Mungiki unleashes terror on village

When a convoy of more than 500 motorbikes stormed out of Kerugoya Stadium in Kirinyaga County on April 21, 2009, there was palpable fear of bloodshed.

The bikes were ferrying nearly 1,000 fiercely-armed vigilantes, also known as Kenda Kenda, enroute to Karatina town, in the neighbouring Nyeri County, to deliver a message to members of the outlawed Mungiki sect – that they should not do anything stupid on Kirinyaga soil.

Little did they know that this would later result in the cold-blood murder of 25 people at a remote village beside the Mount Kenya Forest.

The gruesome 2am massacre at Gathaithi village in Nyeri – orchestrated by Mungiki adherents – was in retaliation to the “motorbike road trip” and the sporadic attacks of Mungiki followers by the Kirinyaga-based Kenda Kenda vigilante group.

It had been agreed among the vigilantes – as they set off from Kirinyaga – that the motorbikes’ convoy would only serve as a “peaceful demonstration” and that they would not kill that day, even after getting to Karatina town where the enemy was believed to be hiding.

Earlier, in just a week, the vigilante group had gruesomely executed 14 Mungiki followers in Kirinyaga – and forcibly evicted the outlawed sect from the county.

Tension had been simmering between the two groups – and the vigilantes wanted to forestall any Mungiki retaliatory attack on Kirinyaga soil.

Unfortunately, on this day when Kenda Kenda wanted to issue the “stern warning”, Mungiki members got an “Intel” that the vigilantes were taking the war to their doorstep at Karatina town.

And so as soon as the motorbikes rolled into the town – just past the junction to Kiangai – Mungiki sect members started pelting them with stones.

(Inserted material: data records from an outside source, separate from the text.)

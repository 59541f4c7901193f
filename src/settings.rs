//! Options that change how notes are decoded.

use std::path::Path;

use crate::ini::IniSection;

/// How lane 4 and lane 5 of a drums track are read.
#[derive(Debug, Default, Clone, Copy, PartialEq, Eq, Hash)]
#[cfg_attr(feature = "serde", derive(serde::Serialize, serde::Deserialize))]
pub enum DrumsType {
    /// Four pads plus kick. Lane 4 is green and a lane 5 note folds onto it.
    FourLane,
    /// Five pads plus kick. Lane 4 is orange and lane 5 is green.
    FiveLane,
    /// Decided per chart: five-lane if any lane 5 note exists.
    #[default]
    Unknown,
}

/// Which source format a chart came from. Selects the format defaults of [`ParseSettings`].
#[derive(Debug, Clone, Copy, PartialEq, Eq, Hash)]
#[cfg_attr(feature = "serde", derive(serde::Serialize, serde::Deserialize))]
pub enum SourceFormat {
    /// A standard MIDI file.
    Midi,
    /// A `.chart` file.
    DotChart,
}

impl SourceFormat {
    /// Picks the format from a file extension: `mid`/`midi` or `chart`, in any case.
    #[must_use]
    pub fn from_path(path: &Path) -> Option<Self> {
        let extension = path.extension()?.to_str()?.to_ascii_lowercase();
        match extension.as_str() {
            "mid" | "midi" => Some(Self::Midi),
            "chart" => Some(Self::DotChart),
            _ => None,
        }
    }
}

/// Decoding options.
#[derive(Debug, Clone, Copy, PartialEq, Eq, Hash)]
#[cfg_attr(feature = "serde", derive(serde::Serialize, serde::Deserialize))]
pub struct ParseSettings {
    /// The largest tick gap after which a note can still be a natural HOPO.
    /// `None` uses the format default.
    pub hopo_threshold: Option<u64>,
    /// Sustains at or below this length are cut to zero. `None` uses the format default.
    pub sustain_cutoff_threshold: Option<u64>,
    /// The MIDI note that marks star power phrases.
    pub star_power_note: u8,
    /// How drums lanes are read.
    pub drums_type: DrumsType,
}

/// The MIDI star power note of Rock Band charts.
pub const DEFAULT_STAR_POWER_NOTE: u8 = 116;

impl Default for ParseSettings {
    fn default() -> Self {
        Self {
            hopo_threshold: None,
            sustain_cutoff_threshold: None,
            star_power_note: DEFAULT_STAR_POWER_NOTE,
            drums_type: DrumsType::Unknown,
        }
    }
}

impl ParseSettings {
    /// The HOPO threshold in ticks for a chart of `format` at `tick_rate`.
    #[must_use]
    pub fn hopo_threshold_for(&self, format: SourceFormat, tick_rate: u32) -> u64 {
        self.hopo_threshold.unwrap_or_else(|| {
            let tick_rate = u64::from(tick_rate);
            match format {
                SourceFormat::DotChart => tick_rate * 65 / 192,
                SourceFormat::Midi => tick_rate * 170 / 480,
            }
        })
    }

    /// Overrides settings with the `song.ini` keys `hopo_frequency`,
    /// `sustain_cutoff_threshold`, `multiplier_note` and `five_lane_drums`.
    ///
    /// Negative or malformed values leave the setting unchanged.
    pub fn apply_modifiers(&mut self, modifiers: &IniSection) {
        let non_negative = |key: &str| {
            modifiers
                .get_i64(key)
                .and_then(|value| u64::try_from(value).ok())
        };
        if let Some(threshold) = non_negative("hopo_frequency") {
            self.hopo_threshold = Some(threshold);
        }
        if let Some(cutoff) = non_negative("sustain_cutoff_threshold") {
            self.sustain_cutoff_threshold = Some(cutoff);
        }
        if let Some(note) = non_negative("multiplier_note").and_then(|note| u8::try_from(note).ok()) {
            self.star_power_note = note;
        }
        if let Some(five_lane) = modifiers.get_bool("five_lane_drums") {
            self.drums_type = if five_lane {
                DrumsType::FiveLane
            } else {
                DrumsType::FourLane
            };
        }
    }

    /// The sustain cutoff in ticks for a chart of `format` at `tick_rate`.
    #[must_use]
    pub fn sustain_cutoff_for(&self, format: SourceFormat, tick_rate: u32) -> u64 {
        self.sustain_cutoff_threshold
            .unwrap_or_else(|| match format {
                SourceFormat::DotChart => 0,
                SourceFormat::Midi => u64::from(tick_rate) / 3,
            })
    }
}
//! Standard MIDI file tokenizer.
//!
//! [`MidiReader`] validates the `MThd` chunk, then walks `MTrk` chunks one event at a time.
//! Each track and each event payload is entered as a bounded section of the underlying
//! [`BinaryCursor`], so a corrupt length can never read past its track.

pub mod event;

use crate::{
    binary::{BinaryCheckpoint, BinaryCursor},
    error::{ReadError, Result},
    sync::TimeSig,
};

pub use self::event::{MidiEvent, MidiEventType, MidiNote, PhaseShiftKind, PhaseShiftSysEx};

const HEADER_TAG: &[u8; 4] = b"MThd";
const TRACK_TAG: &[u8; 4] = b"MTrk";

/// The fields of the `MThd` chunk.
#[derive(Debug, Clone, Copy, PartialEq, Eq, Hash)]
#[cfg_attr(feature = "serde", derive(serde::Serialize, serde::Deserialize))]
pub struct MidiHeader {
    /// SMF format 0, 1 or 2.
    pub format: u16,
    /// Number of `MTrk` chunks announced.
    pub num_tracks: u16,
    /// Ticks per quarter note.
    pub tick_rate: u16,
}

#[derive(Debug, Clone, Copy, PartialEq, Eq, Default)]
struct TrackState {
    tick: u64,
    running_status: Option<u8>,
    status: u8,
    in_event: bool,
    in_track: bool,
}

/// A tokenizer over a MIDI file held in memory.
#[derive(Debug, Clone)]
pub struct MidiReader<'a> {
    cursor: BinaryCursor<'a>,
    header: MidiHeader,
    state: TrackState,
    track_name: Option<&'a [u8]>,
    track_number: u16,
}

fn read_tag(cursor: &mut BinaryCursor<'_>, expected: &'static [u8; 4]) -> Result<()> {
    let position = cursor.position();
    let found = cursor.read_bytes(4)?;
    if found == expected {
        return Ok(());
    }
    let mut bytes = [0u8; 4];
    bytes.copy_from_slice(found);
    Err(ReadError::InvalidChunkTag {
        position,
        expected: std::str::from_utf8(expected).unwrap_or_default(),
        found: bytes,
    })
}

impl<'a> MidiReader<'a> {
    /// Reads the `MThd` chunk of `data`.
    ///
    /// # Errors
    ///
    /// Returns [`ReadError::InvalidChunkTag`] if the file does not start with `MThd`,
    /// [`ReadError::InvalidTickRate`] for a zero or SMPTE division, and
    /// [`ReadError::TruncatedData`] if the header is cut short.
    pub fn new(data: &'a [u8]) -> Result<Self> {
        let mut cursor = BinaryCursor::new(data);
        read_tag(&mut cursor, HEADER_TAG)?;
        let length = cursor.read_be::<u32>()? as usize;
        cursor.enter_section(length)?;
        let format = cursor.read_be::<u16>()?;
        let num_tracks = cursor.read_be::<u16>()?;
        let tick_rate = cursor.read_be::<u16>()?;
        cursor.exit_section()?;
        if tick_rate == 0 || tick_rate & 0x8000 != 0 {
            return Err(ReadError::InvalidTickRate(u32::from(tick_rate)));
        }
        log::debug!("MIDI format {format}, {num_tracks} tracks, {tick_rate} ticks per quarter");
        Ok(Self {
            cursor,
            header: MidiHeader {
                format,
                num_tracks,
                tick_rate,
            },
            state: TrackState::default(),
            track_name: None,
            track_number: 0,
        })
    }

    /// The header fields.
    #[must_use]
    pub const fn header(&self) -> MidiHeader {
        self.header
    }

    /// Ticks per quarter note.
    #[must_use]
    pub const fn tick_rate(&self) -> u16 {
        self.header.tick_rate
    }

    /// Number of tracks started so far.
    #[must_use]
    pub const fn track_number(&self) -> u16 {
        self.track_number
    }

    /// The name of the current track, if its first event was a track name.
    #[must_use]
    pub const fn track_name(&self) -> Option<&'a [u8]> {
        self.track_name
    }

    /// Moves to the next `MTrk` chunk. Returns `false` when there are no more tracks.
    ///
    /// If the first event is a track name it is consumed and exposed through
    /// [`Self::track_name`]; otherwise the cursor is rolled back so the caller still sees
    /// that event.
    ///
    /// # Errors
    ///
    /// Returns [`ReadError::InvalidChunkTag`] if the next chunk is not `MTrk`, or the
    /// errors of [`Self::try_parse_event`] for the first event.
    pub fn start_track(&mut self) -> Result<bool> {
        self.close_event()?;
        if self.state.in_track {
            self.cursor.exit_section()?;
            self.state.in_track = false;
        }
        if self.cursor.is_at_boundary() {
            return Ok(false);
        }

        read_tag(&mut self.cursor, TRACK_TAG)?;
        let length = self.cursor.read_be::<u32>()? as usize;
        self.cursor.enter_section(length)?;
        self.state = TrackState {
            in_track: true,
            ..TrackState::default()
        };
        self.track_name = None;
        self.track_number += 1;

        let checkpoint: (BinaryCheckpoint, TrackState) = (self.cursor.save_checkpoint(), self.state);
        match self.try_parse_event()? {
            Some(event) if event.kind == MidiEventType::TrackName => {
                self.track_name = Some(self.extract_text());
            }
            _ => {
                self.cursor.restore_checkpoint(checkpoint.0);
                self.state = checkpoint.1;
            }
        }
        Ok(true)
    }

    fn close_event(&mut self) -> Result<()> {
        if self.state.in_event {
            self.cursor.exit_section()?;
            self.state.in_event = false;
        }
        Ok(())
    }

    /// Decodes the next event header and enters its payload.
    ///
    /// Returns `None` at the End-Of-Track meta event (or the end of the chunk).
    ///
    /// # Errors
    ///
    /// Returns [`ReadError::MissingRunningStatus`] for a data byte with no channel status to
    /// reuse, [`ReadError::MalformedVarint`] for an oversized delta or length, and
    /// [`ReadError::InvalidSectionNesting`] if the payload overruns the track.
    pub fn try_parse_event(&mut self) -> Result<Option<MidiEvent>> {
        self.close_event()?;
        if !self.state.in_track || self.cursor.is_at_boundary() {
            return Ok(None);
        }

        let delta = self.cursor.read_vlq()?;
        self.state.tick += u64::from(delta);

        let position = self.cursor.position();
        let status = match self.cursor.peek_u8() {
            Some(byte) if byte < 0x80 => self
                .state
                .running_status
                .ok_or(ReadError::MissingRunningStatus { position })?,
            _ => {
                let byte = self.cursor.read_u8()?;
                if (0x80..0xF0).contains(&byte) {
                    self.state.running_status = Some(byte);
                }
                byte
            }
        };
        self.state.status = status;

        let (kind, length) = match status {
            0x80..=0xEF => {
                let kind = MidiEventType::from_channel_status(status)
                    .ok_or(ReadError::MissingRunningStatus { position })?;
                (kind, kind.channel_payload_len())
            }
            0xFF => {
                let meta = self.cursor.read_u8()?;
                let length = self.cursor.read_vlq()? as usize;
                (MidiEventType::from_meta_type(meta), length)
            }
            0xF0 => (MidiEventType::SysEx, self.cursor.read_vlq()? as usize),
            0xF7 => (MidiEventType::SysExEnd, self.cursor.read_vlq()? as usize),
            0xF2 => (MidiEventType::SongPosition, 2),
            0xF3 => (MidiEventType::SongSelect, 1),
            other => (MidiEventType::System(other), 0),
        };

        self.cursor.enter_section(length)?;
        self.state.in_event = true;

        if kind == MidiEventType::EndOfTrack {
            self.close_event()?;
            self.cursor.exit_section()?;
            self.state.in_track = false;
            return Ok(None);
        }

        Ok(Some(MidiEvent {
            tick: self.state.tick,
            kind,
            channel: if status < 0xF0 { status & 0x0F } else { 0 },
            length,
        }))
    }

    /// Reads the payload of a note on / note off.
    ///
    /// # Errors
    ///
    /// Returns [`ReadError::TruncatedData`] if the payload is shorter than two bytes.
    pub fn extract_note(&mut self) -> Result<MidiNote> {
        let value = self.cursor.read_u8()?;
        let velocity = self.cursor.read_u8()?;
        Ok(MidiNote { value, velocity })
    }

    /// Reads the controller number and value of a control change.
    ///
    /// # Errors
    ///
    /// Returns [`ReadError::TruncatedData`] if the payload is shorter than two bytes.
    pub fn extract_control(&mut self) -> Result<(u8, u8)> {
        Ok((self.cursor.read_u8()?, self.cursor.read_u8()?))
    }

    /// The remaining payload of a text meta event.
    pub fn extract_text(&mut self) -> &'a [u8] {
        self.cursor.read_remaining()
    }

    /// The remaining payload of a SysEx event.
    pub fn extract_sysex(&mut self) -> &'a [u8] {
        self.cursor.read_remaining()
    }

    /// Reads the three-byte tempo of a tempo meta event.
    ///
    /// # Errors
    ///
    /// Returns [`ReadError::TruncatedData`] if the payload is shorter than three bytes.
    pub fn extract_microseconds(&mut self) -> Result<u32> {
        let bytes = self.cursor.read_bytes(3)?;
        Ok(bytes
            .iter()
            .fold(0u32, |value, &byte| (value << 8) | u32::from(byte)))
    }

    /// Reads a time signature meta event.
    ///
    /// # Errors
    ///
    /// Returns [`ReadError::TruncatedData`] if the payload is shorter than four bytes.
    pub fn extract_time_sig(&mut self) -> Result<TimeSig> {
        Ok(TimeSig {
            numerator: u32::from(self.cursor.read_u8()?),
            denominator: self.cursor.read_u8()?,
            metronome: self.cursor.read_u8()?,
            thirty_seconds: self.cursor.read_u8()?,
        })
    }
}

In the ensuing confusion, some of the vigilantes, for fear of losing their motorbikes, started fleeing the scene.

The Mungiki adherents managed to confiscate one of the motorbikes and damaged it by pounding its fuel tank with huge stones.

Kenda Kenda, too, were angry that things had not gone as planned and so when they encountered a Mungiki affiliated tout heading to Karatina, they hacked him to death.

This angered the Mungiki sect members who vented their anger on an ill-prepared remote village located on the Kirinyaga-Nyeri border. Somehow, news reached Mathaithi and Kiaruhiu – located near the Mount Kenya Forest – that Mungiki sect members were planning an attack there.

Hurriedly, men in the area mobilised a Kenda Kenda- affiliated vigilante group and code-named it “Bantu” – the word that they would use to identify each other in case disaster struck.

These youths were patrolling the villages when they heard screams of “fire, fire” from an ostensibly distressed family whose house was up in flames.

The thought that they were guarding the village against a deadly, murderous gang did not cross the vigilantes’ minds as they rushed to the scene to put out the fire. As they got there, they were surrounded by Mungiki sect members who called out the same “Bantu” code name to identify members of the vigilante group and grisly killed them.

At the end of the horror, the Mungiki adherents had slaughtered 18 men before proceeding to Kiaruhiu village where they gruesomely killed another seven.